Copy out each line of the entries below in which the string "GenerationError" appears.

[Stored data]
--------------------

//! Fixed-weight strength heuristic.
//!
//! The score is a sum of a capped length term and all-or-nothing class
//! bonuses, minus a flat penalty per blacklisted substring, clamped to
//! `0..=100`. Symbols carry the largest class bonus. Letter and digit
//! bonuses apply to any Unicode letter or digit; the symbol bonus only to
//! the fixed symbol set.

use super::level::Level;
use crate::charset::CharacterClass;
use serde::{Deserialize, Serialize};

/// Points per character.
pub const POINTS_PER_CHAR: u32 = 2;
/// Cap on the length contribution.
pub const MAX_LENGTH_POINTS: u32 = 40;
/// Penalty per blacklisted pattern found.
pub const PATTERN_PENALTY: u32 = 20;
/// Upper bound of the score.
pub const MAX_SCORE: u8 = 100;

/// Patterns that cost points when found (case-insensitive).
pub const BLACKLIST: [&str; 5] = ["123", "abc", "password", "qwerty", "admin"];

/// Bonus for containing at least one character of `class`.
pub fn class_bonus(class: CharacterClass) -> u32 {
    match class {
        CharacterClass::Lowercase => 10,
        CharacterClass::Uppercase => 15,
        CharacterClass::Digit => 15,
        CharacterClass::Symbol => 20,
    }
}

/// Result of scoring a password.
#[derive(Debug, Clone, Copy, PartialEq, Eq, Serialize, Deserialize)]
pub struct StrengthResult {
    /// Score in `0..=100`.
    pub score: u8,
    /// Level derived from the score.
    pub level: Level,
}

impl StrengthResult {
    fn from_score(score: u8) -> Self {
        Self {
            score,
            level: Level::from_score(score),
        }
    }
}

/// Scores a password. Pure and deterministic; the empty string scores 0.
pub fn score(password: &str) -> StrengthResult {
    let length = password.chars().count() as u32;
    let length_points = length.saturating_mul(POINTS_PER_CHAR).min(MAX_LENGTH_POINTS);

    let class_points: u32 = CharacterClass::ALL
        .into_iter()
        .filter(|class| class.is_scored_in(password))
        .map(class_bonus)
        .sum();

    let penalty = blacklist_hits(password).len() as u32 * PATTERN_PENALTY;

    let raw = (length_points + class_points).saturating_sub(penalty);
    StrengthResult::from_score(raw.min(MAX_SCORE as u32) as u8)
}

/// Returns the blacklisted patterns found in `password`, in list order.
pub fn blacklist_hits(password: &str) -> Vec<&'static str> {
    let lowered = password.to_lowercase();
    BLACKLIST
        .into_iter()
        .filter(|pattern| lowered.contains(pattern))
        .collect()
}
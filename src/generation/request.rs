//! Generation requests and their errors.

use crate::charset::ClassSet;
use thiserror::Error;

/// Errors returned by [`generate`](super::generate).
#[derive(Debug, Error)]
pub enum GenerationError {
    /// The request itself is malformed.
    #[error("invalid request: {0}")]
    InvalidRequest(#[from] RequestError),
    /// The random source failed and no fallback was permitted.
    #[error("secure randomness unavailable: {0}")]
    RandomnessUnavailable(#[source] rand_core::Error),
}

impl GenerationError {
    /// Returns true for caller errors in the request itself.
    pub fn is_invalid_request(&self) -> bool {
        matches!(self, GenerationError::InvalidRequest(_))
    }
}

/// Reasons a request cannot be served.
#[derive(Debug, Clone, PartialEq, Eq, Error)]
pub enum RequestError {
    /// The class set is empty.
    #[error("no character class selected")]
    NoClasses,
    /// Fewer positions than selected classes.
    #[error("length {length} cannot hold one character from each of {classes} classes")]
    LengthTooShort {
        /// Requested length.
        length: usize,
        /// Number of selected classes.
        classes: usize,
    },
}

/// A password generation request.
///
/// The engine does not enforce the recommended 8-32 length range;
/// callers apply their own bounds (see [`GeneratorConfig`]).
///
/// [`GeneratorConfig`]: crate::config::GeneratorConfig
#[derive(Debug, Clone, Copy, PartialEq, Eq)]
pub struct GenerationRequest {
    length: usize,
    classes: ClassSet,
}

impl GenerationRequest {
    /// Creates an unvalidated request; [`generate`](super::generate) checks it.
    pub fn new(length: usize, classes: ClassSet) -> Self {
        Self { length, classes }
    }

    /// Requested password length in characters.
    pub fn length(&self) -> usize {
        self.length
    }

    /// Requested character classes.
    pub fn classes(&self) -> ClassSet {
        self.classes
    }

    /// Checks that the request can be satisfied.
    ///
    /// The class set must be non-empty and the length must leave room
    /// for one representative of every requested class.
    pub fn validate(&self) -> Result<(), RequestError> {
        if self.classes.is_empty() {
            return Err(RequestError::NoClasses);
        }
        if self.length < self.classes.len() {
            return Err(RequestError::LengthTooShort {
                length: self.length,
                classes: self.classes.len(),
            });
        }
        Ok(())
    }
}
//! Qualitative strength levels.
//!
//! Levels partition the score range into half-open bands.

use serde::{Deserialize, Serialize};
use std::fmt;

/// Qualitative strength level derived from a score.
#[derive(Debug, Clone, Copy, PartialEq, Eq, Hash, PartialOrd, Ord, Serialize, Deserialize)]
pub enum Level {
    /// Below 30.
    #[serde(rename = "Very Weak")]
    VeryWeak,
    /// 30 to 49.
    #[serde(rename = "Weak")]
    Weak,
    /// 50 to 69.
    #[serde(rename = "Moderate")]
    Moderate,
    /// 70 to 84.
    #[serde(rename = "Strong")]
    Strong,
    /// 85 and above.
    #[serde(rename = "Very Strong")]
    VeryStrong,
}

/// Lower bound (inclusive) of each level above `VeryWeak`.
const WEAK_FROM: u8 = 30;
const MODERATE_FROM: u8 = 50;
const STRONG_FROM: u8 = 70;
const VERY_STRONG_FROM: u8 = 85;

impl Level {
    /// Maps a score in `0..=100` to its level.
    pub fn from_score(score: u8) -> Self {
        match score {
            s if s < WEAK_FROM => Level::VeryWeak,
            s if s < MODERATE_FROM => Level::Weak,
            s if s < STRONG_FROM => Level::Moderate,
            s if s < VERY_STRONG_FROM => Level::Strong,
            _ => Level::VeryStrong,
        }
    }

    /// Human-readable label, as stored in history files.
    pub fn label(self) -> &'static str {
        match self {
            Level::VeryWeak => "Very Weak",
            Level::Weak => "Weak",
            Level::Moderate => "Moderate",
            Level::Strong => "Strong",
            Level::VeryStrong => "Very Strong",
        }
    }
}

impl fmt::Display for Level {
    fn fmt(&self, f: &mut fmt::Formatter<'_>) -> fmt::Result {
        f.write_str(self.label())
    }
}

#[cfg(test)]
mod tests {
    use super::*;

    #[test]
    fn test_band_boundaries() {
        assert_eq!(Level::from_score(0), Level::VeryWeak);
        assert_eq!(Level::from_score(29), Level::VeryWeak);
        assert_eq!(Level::from_score(30), Level::Weak);
        assert_eq!(Level::from_score(49), Level::Weak);
        assert_eq!(Level::from_score(50), Level::Moderate);
        assert_eq!(Level::from_score(69), Level::Moderate);
        assert_eq!(Level::from_score(70), Level::Strong);
        assert_eq!(Level::from_score(84), Level::Strong);
        assert_eq!(Level::from_score(85), Level::VeryStrong);
        assert_eq!(Level::from_score(100), Level::VeryStrong);
    }

    #[test]
    fn test_serialized_labels() {
        let json = serde_json::to_string(&Level::VeryStrong).unwrap();
        assert_eq!(json, "\"Very Strong\"");

        let level: Level = serde_json::from_str("\"Very Weak\"").unwrap();
        assert_eq!(level, Level::VeryWeak);
    }

    #[test]
    fn test_levels_are_ordered() {
        assert!(Level::VeryWeak < Level::Weak);
        assert!(Level::Strong < Level::VeryStrong);
    }
}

--------------------

▶ [Result of this task]:
pub enum GenerationError {
impl GenerationError {
        matches!(self, GenerationError::InvalidRequest(_))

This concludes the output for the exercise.